The Fed’s quantitative easing programme has also supported bond markets, although its purchasing of corporate bonds has had a larger positive impact on the investment-grade credit market. This has resulted in some BB rated bonds offering attractive spreads and relative value opportunities; we continue to see opportunities across BBB rated securities as well as in many higher-quality BB rated high-yield issuers.

Stay focused on fundamentals

Given the COVID-19-induced uncertainty weighing on the economic environment, we believe it is in the interest of both political parties (Republicans and Democrats) to remain accommodative and supportive of financial markets, consumers and the economy. This support – along with the development of a vaccine and the infrastructure to distribute it – may help further the economic recovery. While we remain constructive, volatility is likely to continue not only through the election but also through the ongoing recovery. As such, we think it will be important to remain active and to focus on companies with strong balance sheets, cash flows and long-term competitive advantages – whether in equities or corporate bonds. We believe these traits, along with other fundamental factors such as monetary and fiscal policy, will likely prove more important for the long-term investor than any short-term uncertainty caused by the election.



Credit cycle: The credit cycle is the cyclical expansion and contraction of access to credit (borrowing) over time, which has a consequent impact on business activity.

Spreads: The difference in the yield of corporate bonds over equivalent government bonds.

Quantitative easing: An unconventional monetary policy used by central banks to stimulate the economy by boosting the amount of overall money in the banking system.

Monetary and fiscal policy: Government policy relating to setting tax rates and spending levels is known as fiscal policy. It is separate from monetary policy, which is typically set by a central bank. Fiscal austerity refers to raising taxes and/or cutting spending in an attempt to reduce government debt. Fiscal expansion (or ‘stimulus’) refers to an increase in government spending and/or a reduction in taxes.

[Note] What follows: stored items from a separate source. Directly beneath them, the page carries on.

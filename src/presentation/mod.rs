// Presentation layer - HTTP surface
pub mod app_state;
pub mod handlers;
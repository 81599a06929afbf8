// Infrastructure layer - External dependencies and adapters
pub mod chunked_stream;
pub mod config;
pub mod display_snapshot;
pub mod http_response;
pub mod lmp_http_repository;
pub mod tokio_scheduler;
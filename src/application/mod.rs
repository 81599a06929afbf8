// Application layer - Dashboard state machine and data pipeline
pub mod aggregation;
pub mod dashboard_service;
pub mod dataset;
pub mod ingestion;
pub mod lmp_repository;
pub mod playback;
pub mod render_sync;
pub mod resolver;
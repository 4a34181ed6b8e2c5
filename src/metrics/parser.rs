//! Metrics Parser
//!
//! Turns raw info-protocol text into typed records. Fields are located by
//! `key=value` pattern, never by position, since servers reorder and add
//! fields between versions.
//!
//! ```text
//! sets       ns=persisted:set=lru:objects=26000000:tombstones=0:...;ns=...
//! histogram  units=seconds:hist-width=14400:bucket-width=3600:buckets=0,500000,...
//! ```

use serde::Serialize;
use tracing::{debug, warn};

use crate::error::{Error, Result};

/// Info key returning per-set statistics for every namespace
pub const SETS_QUERY: &str = "sets";

const RECORD_SEPARATOR: char = ';';
const FIELD_SEPARATOR: char = ':';

const NAMESPACE_KEYS: &[&str] = &["ns", "namespace", "ns_name"];
const SET_NAME_KEYS: &[&str] = &["set", "set_name"];
const OBJECTS_KEYS: &[&str] = &["objects", "n_objects"];

const UNITS_KEY: &str = "units";
const BUCKET_WIDTH_KEYS: &[&str] = &["bucket-width", "bucket_width", "width"];
const BUCKETS_KEY: &str = "buckets";

/// Build the TTL histogram info key for one set
pub fn histogram_query(namespace: &str, set_name: &str) -> String {
    format!("histogram:namespace={};set={};type=ttl", namespace, set_name)
}

// =============================================================================
// Tokenizer
// =============================================================================

/// Key/value pairs of one record, in the order they appeared.
#[derive(Debug, Clone, Default, PartialEq, Eq)]
pub struct Fields<'a> {
    pairs: Vec<(&'a str, &'a str)>,
}

impl<'a> Fields<'a> {
    /// Value of the first field named `key`
    pub fn get(&self, key: &str) -> Option<&'a str> {
        self.pairs
            .iter()
            .find(|(k, _)| *k == key)
            .map(|(_, v)| *v)
    }

    /// Value of the first field matching any of `keys` (checked in order)
    pub fn get_any(&self, keys: &[&str]) -> Option<&'a str> {
        keys.iter().find_map(|key| self.get(key))
    }

    /// Like [`get_any`](Self::get_any) but fails with a parse error naming `keys[0]`
    pub fn require(&self, keys: &[&str]) -> Result<&'a str> {
        self.get_any(keys)
            .ok_or_else(|| Error::parse(keys[0], "required field missing"))
    }

    /// Numeric field lookup
    pub fn require_u64(&self, keys: &[&str]) -> Result<u64> {
        let raw = self.require(keys)?;
        raw.trim()
            .parse::<u64>()
            .map_err(|_| Error::parse(keys[0], format!("not a non-negative integer: '{}'", raw)))
    }

    pub fn len(&self) -> usize {
        self.pairs.len()
    }

    pub fn is_empty(&self) -> bool {
        self.pairs.is_empty()
    }
}

/// Split `record` on `separator` into `key=value` pairs.
///
/// Tokens without `=` are ignored. Only the first `=` splits, so values may
/// contain `=` themselves.
pub fn tokenize(record: &str, separator: char) -> Fields<'_> {
    let pairs = record
        .split(separator)
        .filter_map(|token| {
            let (key, value) = token.split_once('=')?;
            let key = key.trim();
            if key.is_empty() {
                None
            } else {
                Some((key, value.trim()))
            }
        })
        .collect();

    Fields { pairs }
}

// =============================================================================
// Set Occupancy
// =============================================================================

/// Live entry count of one set on one node.
#[derive(Debug, Clone, PartialEq, Eq, Serialize)]
pub struct SetOccupancy {
    /// Namespace, when the server reports it in the record
    pub namespace: Option<String>,
    /// Set name
    pub set_name: String,
    /// Live entries on this node (master and replica copies)
    pub objects: u64,
}

/// Selects which set records survive parsing.
#[derive(Debug, Clone, PartialEq, Eq)]
pub struct SetFilter {
    /// Namespace to keep; records without a namespace field are kept
    pub namespace: Option<String>,
    /// Set name to keep
    pub set_name: String,
}

impl SetFilter {
    pub fn new(namespace: impl Into<String>, set_name: impl Into<String>) -> Self {
        Self {
            namespace: Some(namespace.into()),
            set_name: set_name.into(),
        }
    }

    /// Filter on set name only
    pub fn set_only(set_name: impl Into<String>) -> Self {
        Self {
            namespace: None,
            set_name: set_name.into(),
        }
    }

    fn matches(&self, namespace: Option<&str>, set_name: &str) -> bool {
        if set_name != self.set_name {
            return false;
        }
        match (&self.namespace, namespace) {
            (Some(wanted), Some(found)) => wanted == found,
            _ => true,
        }
    }
}

fn occupancy_from_fields(fields: &Fields<'_>) -> Result<SetOccupancy> {
    let set_name = fields.require(SET_NAME_KEYS)?;
    let objects = fields.require_u64(OBJECTS_KEYS)?;

    Ok(SetOccupancy {
        namespace: fields.get_any(NAMESPACE_KEYS).map(str::to_string),
        set_name: set_name.to_string(),
        objects,
    })
}

/// Parse one colon-separated set record.
pub fn parse_set_record(record: &str) -> Result<SetOccupancy> {
    occupancy_from_fields(&tokenize(record, FIELD_SEPARATOR))
}

/// Parse a `sets` reply, keeping only records selected by `filter`.
///
/// Malformed records are logged and skipped; they never hide the
/// well-formed records of the same reply.
pub fn parse_sets(raw: &str, filter: &SetFilter) -> Vec<SetOccupancy> {
    let mut occupancies = Vec::new();

    for record in raw.split(RECORD_SEPARATOR) {
        let record = record.trim();
        if record.is_empty() {
            continue;
        }

        let fields = tokenize(record, FIELD_SEPARATOR);
        let Some(set_name) = fields.get_any(SET_NAME_KEYS) else {
            warn!("Skipping set record without a set name: {}", record);
            continue;
        };

        if !filter.matches(fields.get_any(NAMESPACE_KEYS), set_name) {
            debug!("Ignoring set record for {}", set_name);
            continue;
        }

        match occupancy_from_fields(&fields) {
            Ok(occupancy) => occupancies.push(occupancy),
            Err(e) => warn!("Skipping malformed record for set {}: {} ({})", set_name, e, record),
        }
    }

    occupancies
}

// =============================================================================
// Age Histogram
// =============================================================================

/// TTL distribution of one set on one node.
///
/// Bucket `i` covers `[i * width, (i + 1) * width)` seconds. Bucket 0 is the
/// first range a remove-by-age call deletes.
#[derive(Debug, Clone, PartialEq, Eq, Serialize)]
pub struct AgeHistogram {
    units: String,
    bucket_width_secs: u64,
    buckets: Vec<u64>,
}

impl AgeHistogram {
    /// Build a histogram in seconds. Width must be positive.
    pub fn new(bucket_width_secs: u64, buckets: Vec<u64>) -> Result<Self> {
        if bucket_width_secs == 0 {
            return Err(Error::parse(BUCKET_WIDTH_KEYS[0], "bucket width must be positive"));
        }
        Ok(Self {
            units: "seconds".to_string(),
            bucket_width_secs,
            buckets,
        })
    }

    pub fn units(&self) -> &str {
        &self.units
    }

    pub fn bucket_width_secs(&self) -> u64 {
        self.bucket_width_secs
    }

    pub fn buckets(&self) -> &[u64] {
        &self.buckets
    }

    /// Sum of all bucket counts (approximate for sampled histograms)
    pub fn total(&self) -> u64 {
        self.buckets.iter().fold(0u64, |acc, c| acc.saturating_add(*c))
    }

    /// Whether no bucket holds any entry
    pub fn is_empty(&self) -> bool {
        self.buckets.iter().all(|c| *c == 0)
    }

    /// Upper age bound of bucket `index`
    pub fn upper_bound_secs(&self, index: usize) -> u64 {
        (index as u64)
            .saturating_add(1)
            .saturating_mul(self.bucket_width_secs)
    }

    /// Upper age bound of the last bucket
    pub fn span_secs(&self) -> u64 {
        (self.buckets.len() as u64).saturating_mul(self.bucket_width_secs)
    }
}

/// Parse a `histogram:...;type=ttl` reply.
pub fn parse_histogram(raw: &str) -> Result<AgeHistogram> {
    let fields = tokenize(raw.trim(), FIELD_SEPARATOR);

    if let Some(units) = fields.get(UNITS_KEY) {
        if units != "seconds" {
            return Err(Error::parse(
                UNITS_KEY,
                format!("unsupported histogram units '{}'", units),
            ));
        }
    }

    let bucket_width_secs = fields.require_u64(BUCKET_WIDTH_KEYS)?;

    let buckets = fields
        .require(&[BUCKETS_KEY])?
        .split(',')
        .map(str::trim)
        .filter(|count| !count.is_empty())
        .map(|count| {
            count.parse::<u64>().map_err(|_| {
                Error::parse(BUCKETS_KEY, format!("not a non-negative integer: '{}'", count))
            })
        })
        .collect::<Result<Vec<u64>>>()?;

    AgeHistogram::new(bucket_width_secs, buckets)
}
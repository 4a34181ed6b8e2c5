//! Metrics module
//!
//! Reads per-node set occupancy and TTL histograms through the info protocol.

pub mod parser;
mod watcher;

pub use parser::{
    histogram_query, parse_histogram, parse_set_record, parse_sets, tokenize, AgeHistogram,
    Fields, SetFilter, SetOccupancy, SETS_QUERY,
};
pub use watcher::{MetricsWatcher, WatcherConfig};
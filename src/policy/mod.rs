//! Eviction policy
//!
//! Pure functions deciding when a set is over capacity and how far back the
//! remove-by-age cutoff must reach.

mod proptest;
pub mod threshold;
pub mod watermark;

pub use threshold::{select_cutoff, NO_EVICTION};
pub use watermark::{
    compute_limits, WatermarkConfig, WatermarkLimits, DEFAULT_GLOBAL_HARD_TARGET,
    DEFAULT_GLOBAL_SOFT_TARGET, DEFAULT_REPLICA_COUNT,
};
//! Controller metrics
//!
//! Prometheus collectors updated after every pass, kept in a dedicated
//! registry so the binary and tests do not share global state.

use prometheus::{
    Encoder, Histogram, HistogramOpts, IntCounter, IntCounterVec, IntGauge, IntGaugeVec, Opts,
    Registry, TextEncoder,
};

use super::lru::PassSummary;
use crate::error::{Error, Result};
use crate::evictor::DispatchStatus;
use crate::policy::WatermarkLimits;

const NAMESPACE: &str = "aerolru";

/// Collectors for the control loop
#[derive(Clone)]
pub struct ControllerMetrics {
    registry: Registry,
    passes: IntCounterVec,
    nodes_skipped: IntCounter,
    sets_over_limit: IntCounter,
    evictions: IntCounterVec,
    live_nodes: IntGauge,
    soft_limit: IntGauge,
    hard_limit: IntGauge,
    last_cutoff: IntGaugeVec,
    pass_duration: Histogram,
}

fn gauge_value(v: u64) -> i64 {
    i64::try_from(v).unwrap_or(i64::MAX)
}

impl ControllerMetrics {
    pub fn new() -> Result<Self> {
        let registry = Registry::new();
        let reg_err = |e: prometheus::Error| Error::Internal(format!("metric registration: {}", e));

        let passes = IntCounterVec::new(
            Opts::new("passes_total", "Control loop passes by outcome").namespace(NAMESPACE),
            &["outcome"],
        )
        .map_err(reg_err)?;
        let nodes_skipped = IntCounter::with_opts(
            Opts::new("nodes_skipped_total", "Nodes skipped after a scan failure")
                .namespace(NAMESPACE),
        )
        .map_err(reg_err)?;
        let sets_over_limit = IntCounter::with_opts(
            Opts::new(
                "sets_over_limit_total",
                "Node/set pairs found over the hard limit",
            )
            .namespace(NAMESPACE),
        )
        .map_err(reg_err)?;
        let evictions = IntCounterVec::new(
            Opts::new("evictions_total", "Remove-by-age calls by status").namespace(NAMESPACE),
            &["status"],
        )
        .map_err(reg_err)?;
        let live_nodes = IntGauge::with_opts(
            Opts::new("live_nodes", "Live nodes seen by the last pass").namespace(NAMESPACE),
        )
        .map_err(reg_err)?;
        let soft_limit = IntGauge::with_opts(
            Opts::new("soft_limit_objects", "Per-node soft limit of the last pass")
                .namespace(NAMESPACE),
        )
        .map_err(reg_err)?;
        let hard_limit = IntGauge::with_opts(
            Opts::new("hard_limit_objects", "Per-node hard limit of the last pass")
                .namespace(NAMESPACE),
        )
        .map_err(reg_err)?;
        let last_cutoff = IntGaugeVec::new(
            Opts::new("last_cutoff_seconds", "Last cutoff dispatched per set").namespace(NAMESPACE),
            &["set"],
        )
        .map_err(reg_err)?;
        let pass_duration = Histogram::with_opts(
            HistogramOpts::new("pass_duration_seconds", "Duration of completed passes")
                .namespace(NAMESPACE)
                .buckets(vec![0.1, 0.5, 1.0, 5.0, 15.0, 60.0, 300.0, 900.0, 3600.0]),
        )
        .map_err(reg_err)?;

        registry.register(Box::new(passes.clone())).map_err(reg_err)?;
        registry.register(Box::new(nodes_skipped.clone())).map_err(reg_err)?;
        registry.register(Box::new(sets_over_limit.clone())).map_err(reg_err)?;
        registry.register(Box::new(evictions.clone())).map_err(reg_err)?;
        registry.register(Box::new(live_nodes.clone())).map_err(reg_err)?;
        registry.register(Box::new(soft_limit.clone())).map_err(reg_err)?;
        registry.register(Box::new(hard_limit.clone())).map_err(reg_err)?;
        registry.register(Box::new(last_cutoff.clone())).map_err(reg_err)?;
        registry.register(Box::new(pass_duration.clone())).map_err(reg_err)?;

        Ok(Self {
            registry,
            passes,
            nodes_skipped,
            sets_over_limit,
            evictions,
            live_nodes,
            soft_limit,
            hard_limit,
            last_cutoff,
            pass_duration,
        })
    }

    pub fn registry(&self) -> &Registry {
        &self.registry
    }

    /// Render every collector in the text exposition format
    pub fn encode_text(&self) -> Result<Vec<u8>> {
        let encoder = TextEncoder::new();
        let mut buffer = Vec::new();
        encoder
            .encode(&self.registry.gather(), &mut buffer)
            .map_err(|e| Error::Internal(format!("metric encoding: {}", e)))?;
        Ok(buffer)
    }

    pub fn observe_limits(&self, live_nodes: usize, limits: WatermarkLimits) {
        self.live_nodes.set(gauge_value(live_nodes as u64));
        self.soft_limit.set(gauge_value(limits.soft_limit));
        self.hard_limit.set(gauge_value(limits.hard_limit));
    }

    pub fn record_skipped(&self) {
        self.passes.with_label_values(&["skipped"]).inc();
    }

    pub fn record_cancelled(&self) {
        self.passes.with_label_values(&["cancelled"]).inc();
    }

    pub fn record_completed(&self, summary: &PassSummary) {
        self.passes.with_label_values(&["completed"]).inc();
        self.nodes_skipped.inc_by(summary.nodes_skipped as u64);
        self.sets_over_limit.inc_by(summary.sets_over_limit as u64);
        self.pass_duration.observe(summary.duration.as_secs_f64());

        for result in &summary.dispatch.results {
            let status = match result.status {
                DispatchStatus::Dispatched => "dispatched",
                DispatchStatus::Skipped => "skipped",
                DispatchStatus::Failed { .. } => "failed",
            };
            self.evictions.with_label_values(&[status]).inc();
            if result.status == DispatchStatus::Dispatched {
                self.last_cutoff
                    .with_label_values(&[result.set_name.as_str()])
                    .set(gauge_value(result.cutoff_secs));
            }
        }
    }
}

impl std::fmt::Debug for ControllerMetrics {
    fn fmt(&self, f: &mut std::fmt::Formatter<'_>) -> std::fmt::Result {
        f.debug_struct("ControllerMetrics").finish_non_exhaustive()
    }
}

Credit ratings: A score assigned to a borrower, based on their creditworthiness. It may apply to a government or company, or to one of their individual debts or financial obligations. An entity issuing investment-grade bonds would typically have a higher credit rating than one issuing high-yield bonds. The rating is usually given by credit rating agencies, such as Standard & Poor’s or Fitch, which use standardised scores such as ‘AAA’ (a high credit rating) or ‘B-’ (a low credit rating). Moody's, another well known credit rating agency, uses a slightly different format with Aaa (a high credit rating) and B3 (a low credit rating).